Extracted records:

//! Command line interface.
//!
//! `jobs`, `fetch` and `patch-all` drive the pipeline; anything else is handed
//! to the patcher executable verbatim.

use std::ffi::OsString;
use std::path::PathBuf;

use clap::{Parser, Subcommand};

/// Fetch APKs and run them through the ReVanced patcher.
#[derive(Debug, Parser)]
#[command(name = "revancedbot", version, about)]
pub struct Cli {
    #[command(subcommand)]
    pub command: Command,

    /// Path to a TOML config file (defaults to ./revancedbot.toml if present).
    #[arg(long, global = true)]
    pub config: Option<PathBuf>,

    /// Staging root for the patcher, downloads and patched output.
    #[arg(long, global = true)]
    pub root: Option<PathBuf>,

    /// Only process the first three discovered jobs.
    #[arg(long, global = true, default_value_t = false)]
    pub low_resource: bool,

    /// Print the patch report as JSON.
    #[arg(long, global = true, default_value_t = false)]
    pub json: bool,

    /// Enable debug logging.
    #[arg(long, short, global = true, default_value_t = false)]
    pub verbose: bool,
}

#[derive(Debug, Subcommand)]
pub enum Command {
    /// Print the jobs discovered from the patcher's version listing.
    Jobs,

    /// Download every job's APK and print the downloaded paths.
    Fetch,

    /// Download and patch everything, then print the results.
    PatchAll,

    /// Forwarded to the patcher as `<mode> <patch bundle> <args...>`.
    #[command(external_subcommand)]
    Patcher(Vec<OsString>),
}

WHAT YOU ARE ASKED TO DO:
Write the data out again. Match it exactly.

RESPONSE FOR THIS EXERCISE:
//! Command line interface.
//!
//! `jobs`, `fetch` and `patch-all` drive the pipeline; anything else is handed
//! to the patcher executable verbatim.

use std::ffi::OsString;
use std::path::PathBuf;

use clap::{Parser, Subcommand};

/// Fetch APKs and run them through the ReVanced patcher.
#[derive(Debug, Parser)]
#[command(name = "revancedbot", version, about)]
pub struct Cli {
    #[command(subcommand)]
    pub command: Command,

    /// Path to a TOML config file (defaults to ./revancedbot.toml if present).
    #[arg(long, global = true)]
    pub config: Option<PathBuf>,

    /// Staging root for the patcher, downloads and patched output.
    #[arg(long, global = true)]
    pub root: Option<PathBuf>,

    /// Only process the first three discovered jobs.
    #[arg(long, global = true, default_value_t = false)]
    pub low_resource: bool,

    /// Print the patch report as JSON.
    #[arg(long, global = true, default_value_t = false)]
    pub json: bool,

    /// Enable debug logging.
    #[arg(long, short, global = true, default_value_t = false)]
    pub verbose: bool,
}

#[derive(Debug, Subcommand)]
pub enum Command {
    /// Print the jobs discovered from the patcher's version listing.
    Jobs,

    /// Download every job's APK and print the downloaded paths.
    Fetch,

    /// Download and patch everything, then print the results.
    PatchAll,

    /// Forwarded to the patcher as `<mode> <patch bundle> <args...>`.
    #[command(external_subcommand)]
    Patcher(Vec<OsString>),
}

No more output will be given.